#### Try it
Scan the records that follow, and whenever a line has the word "showcustomerdetails", copy it.

BEGIN Data provided

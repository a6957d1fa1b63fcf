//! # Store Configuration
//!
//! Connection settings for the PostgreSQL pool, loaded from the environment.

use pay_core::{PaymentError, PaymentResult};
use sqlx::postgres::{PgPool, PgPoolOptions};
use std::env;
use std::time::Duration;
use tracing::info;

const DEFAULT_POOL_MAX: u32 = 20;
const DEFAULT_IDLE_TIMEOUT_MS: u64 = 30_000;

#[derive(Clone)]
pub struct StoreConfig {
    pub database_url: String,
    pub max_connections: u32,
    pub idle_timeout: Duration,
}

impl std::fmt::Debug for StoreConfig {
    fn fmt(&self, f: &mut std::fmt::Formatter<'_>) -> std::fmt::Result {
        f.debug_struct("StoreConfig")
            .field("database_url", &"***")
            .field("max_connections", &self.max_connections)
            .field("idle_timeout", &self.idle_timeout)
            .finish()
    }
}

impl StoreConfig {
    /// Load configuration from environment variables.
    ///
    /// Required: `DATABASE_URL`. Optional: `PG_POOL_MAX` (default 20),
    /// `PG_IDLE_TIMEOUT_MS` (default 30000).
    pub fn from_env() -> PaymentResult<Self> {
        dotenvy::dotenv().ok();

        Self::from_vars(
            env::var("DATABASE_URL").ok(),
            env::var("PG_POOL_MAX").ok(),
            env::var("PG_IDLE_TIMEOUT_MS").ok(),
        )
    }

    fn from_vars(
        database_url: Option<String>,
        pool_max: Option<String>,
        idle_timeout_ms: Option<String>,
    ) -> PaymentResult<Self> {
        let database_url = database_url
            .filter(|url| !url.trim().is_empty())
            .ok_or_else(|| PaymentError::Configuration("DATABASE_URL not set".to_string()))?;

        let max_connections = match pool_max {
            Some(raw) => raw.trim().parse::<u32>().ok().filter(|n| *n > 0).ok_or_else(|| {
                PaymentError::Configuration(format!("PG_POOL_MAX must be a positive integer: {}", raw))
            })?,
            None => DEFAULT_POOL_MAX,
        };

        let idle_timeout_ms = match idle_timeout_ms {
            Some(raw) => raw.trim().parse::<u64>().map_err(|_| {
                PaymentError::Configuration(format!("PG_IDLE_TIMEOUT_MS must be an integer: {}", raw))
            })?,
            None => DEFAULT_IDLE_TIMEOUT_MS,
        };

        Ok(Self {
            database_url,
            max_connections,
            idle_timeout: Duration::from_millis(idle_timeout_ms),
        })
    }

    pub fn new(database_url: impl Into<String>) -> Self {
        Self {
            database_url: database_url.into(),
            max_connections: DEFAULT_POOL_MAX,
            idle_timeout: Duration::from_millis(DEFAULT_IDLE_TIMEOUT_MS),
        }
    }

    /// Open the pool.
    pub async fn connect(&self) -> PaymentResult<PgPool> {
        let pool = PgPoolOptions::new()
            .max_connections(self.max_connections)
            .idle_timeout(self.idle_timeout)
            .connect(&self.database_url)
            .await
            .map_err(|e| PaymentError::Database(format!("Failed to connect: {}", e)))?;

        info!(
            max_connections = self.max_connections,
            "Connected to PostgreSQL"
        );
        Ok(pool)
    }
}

END Data provided
BEGIN Data provided

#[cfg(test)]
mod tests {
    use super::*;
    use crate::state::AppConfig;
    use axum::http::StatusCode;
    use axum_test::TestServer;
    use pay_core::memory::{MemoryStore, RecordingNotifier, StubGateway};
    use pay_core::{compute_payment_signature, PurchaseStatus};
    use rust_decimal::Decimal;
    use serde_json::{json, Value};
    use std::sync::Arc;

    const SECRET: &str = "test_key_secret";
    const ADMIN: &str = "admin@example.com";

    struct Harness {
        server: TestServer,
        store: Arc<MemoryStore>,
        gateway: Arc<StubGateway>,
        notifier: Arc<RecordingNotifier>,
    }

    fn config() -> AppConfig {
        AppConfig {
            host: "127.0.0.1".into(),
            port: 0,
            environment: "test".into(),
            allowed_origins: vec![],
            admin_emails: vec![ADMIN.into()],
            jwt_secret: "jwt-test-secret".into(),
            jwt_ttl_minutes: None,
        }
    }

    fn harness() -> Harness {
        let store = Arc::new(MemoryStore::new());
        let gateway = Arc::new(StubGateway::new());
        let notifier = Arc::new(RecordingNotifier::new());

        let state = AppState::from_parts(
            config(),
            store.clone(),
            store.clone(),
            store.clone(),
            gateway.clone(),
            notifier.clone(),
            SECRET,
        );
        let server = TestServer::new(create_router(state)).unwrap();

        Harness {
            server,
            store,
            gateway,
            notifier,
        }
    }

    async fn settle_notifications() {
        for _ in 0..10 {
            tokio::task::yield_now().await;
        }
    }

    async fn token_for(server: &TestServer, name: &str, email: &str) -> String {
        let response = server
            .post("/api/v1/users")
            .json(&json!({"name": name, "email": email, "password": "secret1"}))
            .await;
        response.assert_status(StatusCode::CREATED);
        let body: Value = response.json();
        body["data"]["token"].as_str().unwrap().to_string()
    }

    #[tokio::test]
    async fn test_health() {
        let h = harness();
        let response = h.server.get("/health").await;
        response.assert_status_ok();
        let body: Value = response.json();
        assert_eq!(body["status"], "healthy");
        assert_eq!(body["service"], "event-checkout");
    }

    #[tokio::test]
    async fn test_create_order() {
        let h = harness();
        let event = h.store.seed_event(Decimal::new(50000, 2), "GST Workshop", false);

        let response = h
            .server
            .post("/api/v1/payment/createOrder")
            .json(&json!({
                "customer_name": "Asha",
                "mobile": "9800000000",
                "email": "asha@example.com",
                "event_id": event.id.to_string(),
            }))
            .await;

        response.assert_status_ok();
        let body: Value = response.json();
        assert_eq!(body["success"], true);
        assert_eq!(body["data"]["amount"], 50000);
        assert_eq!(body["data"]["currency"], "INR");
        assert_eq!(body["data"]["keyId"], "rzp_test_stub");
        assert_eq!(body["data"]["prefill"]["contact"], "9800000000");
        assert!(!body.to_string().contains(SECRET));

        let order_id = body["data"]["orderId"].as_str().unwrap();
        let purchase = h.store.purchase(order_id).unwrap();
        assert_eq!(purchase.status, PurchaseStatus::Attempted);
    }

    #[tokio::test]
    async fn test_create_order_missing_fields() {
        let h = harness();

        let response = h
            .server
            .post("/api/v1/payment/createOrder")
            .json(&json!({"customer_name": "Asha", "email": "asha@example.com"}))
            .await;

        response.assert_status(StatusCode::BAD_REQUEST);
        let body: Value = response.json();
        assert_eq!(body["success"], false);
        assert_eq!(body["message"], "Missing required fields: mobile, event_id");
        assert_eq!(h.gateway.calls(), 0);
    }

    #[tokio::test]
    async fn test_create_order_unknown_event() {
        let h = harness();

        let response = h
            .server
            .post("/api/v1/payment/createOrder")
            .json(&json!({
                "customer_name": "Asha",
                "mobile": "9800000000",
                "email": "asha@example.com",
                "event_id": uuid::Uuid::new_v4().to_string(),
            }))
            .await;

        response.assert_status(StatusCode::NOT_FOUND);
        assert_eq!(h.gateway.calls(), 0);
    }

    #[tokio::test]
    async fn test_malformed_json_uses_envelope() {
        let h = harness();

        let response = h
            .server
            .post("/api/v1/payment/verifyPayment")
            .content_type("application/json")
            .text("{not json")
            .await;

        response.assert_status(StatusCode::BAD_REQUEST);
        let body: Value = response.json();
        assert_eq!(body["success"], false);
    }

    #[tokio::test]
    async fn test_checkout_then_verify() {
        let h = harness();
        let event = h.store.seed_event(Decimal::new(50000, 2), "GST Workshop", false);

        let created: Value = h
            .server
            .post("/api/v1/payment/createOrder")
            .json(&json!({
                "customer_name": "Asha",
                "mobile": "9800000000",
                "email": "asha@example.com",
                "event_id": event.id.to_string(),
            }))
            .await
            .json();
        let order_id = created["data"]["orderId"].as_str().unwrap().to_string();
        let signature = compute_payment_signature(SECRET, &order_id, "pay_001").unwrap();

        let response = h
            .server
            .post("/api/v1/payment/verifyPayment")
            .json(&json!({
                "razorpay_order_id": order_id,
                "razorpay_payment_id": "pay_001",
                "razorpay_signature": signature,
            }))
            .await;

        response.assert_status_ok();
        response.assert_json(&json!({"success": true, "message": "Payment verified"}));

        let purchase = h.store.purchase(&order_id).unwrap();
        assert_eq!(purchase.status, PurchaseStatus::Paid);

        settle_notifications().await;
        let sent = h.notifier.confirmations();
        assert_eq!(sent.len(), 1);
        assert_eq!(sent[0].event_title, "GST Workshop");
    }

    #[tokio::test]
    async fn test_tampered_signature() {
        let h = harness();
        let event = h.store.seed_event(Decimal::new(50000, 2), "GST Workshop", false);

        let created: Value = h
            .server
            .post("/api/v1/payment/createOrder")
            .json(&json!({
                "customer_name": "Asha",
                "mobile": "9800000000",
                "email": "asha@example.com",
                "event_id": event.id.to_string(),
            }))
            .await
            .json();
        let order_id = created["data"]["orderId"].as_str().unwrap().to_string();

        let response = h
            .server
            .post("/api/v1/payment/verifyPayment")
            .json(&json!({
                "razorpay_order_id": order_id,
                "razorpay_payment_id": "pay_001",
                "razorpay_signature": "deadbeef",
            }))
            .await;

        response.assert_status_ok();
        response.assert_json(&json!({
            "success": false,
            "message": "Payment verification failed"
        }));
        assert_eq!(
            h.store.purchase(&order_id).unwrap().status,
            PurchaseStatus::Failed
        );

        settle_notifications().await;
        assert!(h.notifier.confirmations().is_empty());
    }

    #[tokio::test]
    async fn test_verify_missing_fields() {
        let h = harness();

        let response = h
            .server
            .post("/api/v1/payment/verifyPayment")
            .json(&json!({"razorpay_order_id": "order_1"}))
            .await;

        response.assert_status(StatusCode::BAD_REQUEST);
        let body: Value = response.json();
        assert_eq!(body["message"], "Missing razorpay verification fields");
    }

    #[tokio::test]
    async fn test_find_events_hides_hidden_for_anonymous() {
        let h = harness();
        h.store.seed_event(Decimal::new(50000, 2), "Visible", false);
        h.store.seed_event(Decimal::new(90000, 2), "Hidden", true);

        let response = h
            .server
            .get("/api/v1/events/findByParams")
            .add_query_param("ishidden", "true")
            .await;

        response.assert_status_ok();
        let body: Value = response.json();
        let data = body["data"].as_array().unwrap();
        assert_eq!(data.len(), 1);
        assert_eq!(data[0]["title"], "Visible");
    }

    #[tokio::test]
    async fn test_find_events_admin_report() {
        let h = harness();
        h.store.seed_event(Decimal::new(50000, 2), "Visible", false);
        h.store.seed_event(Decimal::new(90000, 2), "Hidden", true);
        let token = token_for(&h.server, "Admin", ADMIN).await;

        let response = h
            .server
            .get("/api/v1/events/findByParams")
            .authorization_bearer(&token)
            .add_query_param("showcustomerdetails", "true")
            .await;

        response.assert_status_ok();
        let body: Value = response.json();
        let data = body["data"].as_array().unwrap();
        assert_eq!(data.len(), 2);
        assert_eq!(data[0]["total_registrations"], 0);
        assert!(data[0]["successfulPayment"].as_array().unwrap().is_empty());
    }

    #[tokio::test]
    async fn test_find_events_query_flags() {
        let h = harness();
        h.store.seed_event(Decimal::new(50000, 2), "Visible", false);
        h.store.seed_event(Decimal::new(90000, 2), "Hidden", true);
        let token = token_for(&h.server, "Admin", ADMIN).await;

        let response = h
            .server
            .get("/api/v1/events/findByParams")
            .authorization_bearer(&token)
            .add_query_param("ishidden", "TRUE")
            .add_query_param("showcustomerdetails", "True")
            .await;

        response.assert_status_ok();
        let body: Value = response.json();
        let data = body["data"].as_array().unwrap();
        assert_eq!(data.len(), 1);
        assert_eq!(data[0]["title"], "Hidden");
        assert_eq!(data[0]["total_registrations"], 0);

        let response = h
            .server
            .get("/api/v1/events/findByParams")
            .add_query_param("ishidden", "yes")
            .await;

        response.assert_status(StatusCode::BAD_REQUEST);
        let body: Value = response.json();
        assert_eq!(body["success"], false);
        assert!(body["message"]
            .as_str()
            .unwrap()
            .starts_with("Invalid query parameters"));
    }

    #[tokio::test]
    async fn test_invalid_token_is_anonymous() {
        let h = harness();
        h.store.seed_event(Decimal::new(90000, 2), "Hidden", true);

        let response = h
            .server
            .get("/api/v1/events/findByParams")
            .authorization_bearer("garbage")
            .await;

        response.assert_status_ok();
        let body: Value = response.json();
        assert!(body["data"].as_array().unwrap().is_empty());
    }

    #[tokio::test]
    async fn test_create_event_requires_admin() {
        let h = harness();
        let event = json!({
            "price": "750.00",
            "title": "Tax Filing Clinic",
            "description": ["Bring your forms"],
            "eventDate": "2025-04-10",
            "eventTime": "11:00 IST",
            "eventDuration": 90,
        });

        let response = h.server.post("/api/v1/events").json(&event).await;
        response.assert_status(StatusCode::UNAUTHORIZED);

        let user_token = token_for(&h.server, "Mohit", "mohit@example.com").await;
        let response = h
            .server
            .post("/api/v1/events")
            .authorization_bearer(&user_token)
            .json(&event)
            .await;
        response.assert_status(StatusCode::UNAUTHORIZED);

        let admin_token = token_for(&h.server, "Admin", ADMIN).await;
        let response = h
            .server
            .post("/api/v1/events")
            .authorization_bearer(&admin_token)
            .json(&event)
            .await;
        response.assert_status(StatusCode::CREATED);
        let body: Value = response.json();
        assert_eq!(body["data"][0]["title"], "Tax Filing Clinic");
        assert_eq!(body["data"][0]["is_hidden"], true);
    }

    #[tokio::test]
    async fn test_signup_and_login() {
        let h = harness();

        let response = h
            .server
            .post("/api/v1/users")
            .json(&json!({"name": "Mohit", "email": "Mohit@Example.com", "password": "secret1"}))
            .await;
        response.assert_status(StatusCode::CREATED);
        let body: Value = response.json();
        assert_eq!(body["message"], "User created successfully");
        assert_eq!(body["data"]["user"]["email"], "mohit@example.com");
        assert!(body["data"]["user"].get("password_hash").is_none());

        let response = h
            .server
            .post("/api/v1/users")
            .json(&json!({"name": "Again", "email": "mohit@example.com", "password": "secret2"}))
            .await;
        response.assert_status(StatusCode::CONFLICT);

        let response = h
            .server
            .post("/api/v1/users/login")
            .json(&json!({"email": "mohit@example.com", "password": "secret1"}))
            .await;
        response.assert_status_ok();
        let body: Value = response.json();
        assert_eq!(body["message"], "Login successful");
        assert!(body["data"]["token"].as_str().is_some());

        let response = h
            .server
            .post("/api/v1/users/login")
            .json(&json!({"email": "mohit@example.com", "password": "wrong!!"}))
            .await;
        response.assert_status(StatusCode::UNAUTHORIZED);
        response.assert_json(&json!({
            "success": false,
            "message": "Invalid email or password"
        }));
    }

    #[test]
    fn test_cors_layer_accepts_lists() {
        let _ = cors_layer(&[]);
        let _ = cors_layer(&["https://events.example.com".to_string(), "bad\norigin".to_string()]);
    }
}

END Data provided

#### Expected answer
            .add_query_param("showcustomerdetails", "true")
            .add_query_param("showcustomerdetails", "True")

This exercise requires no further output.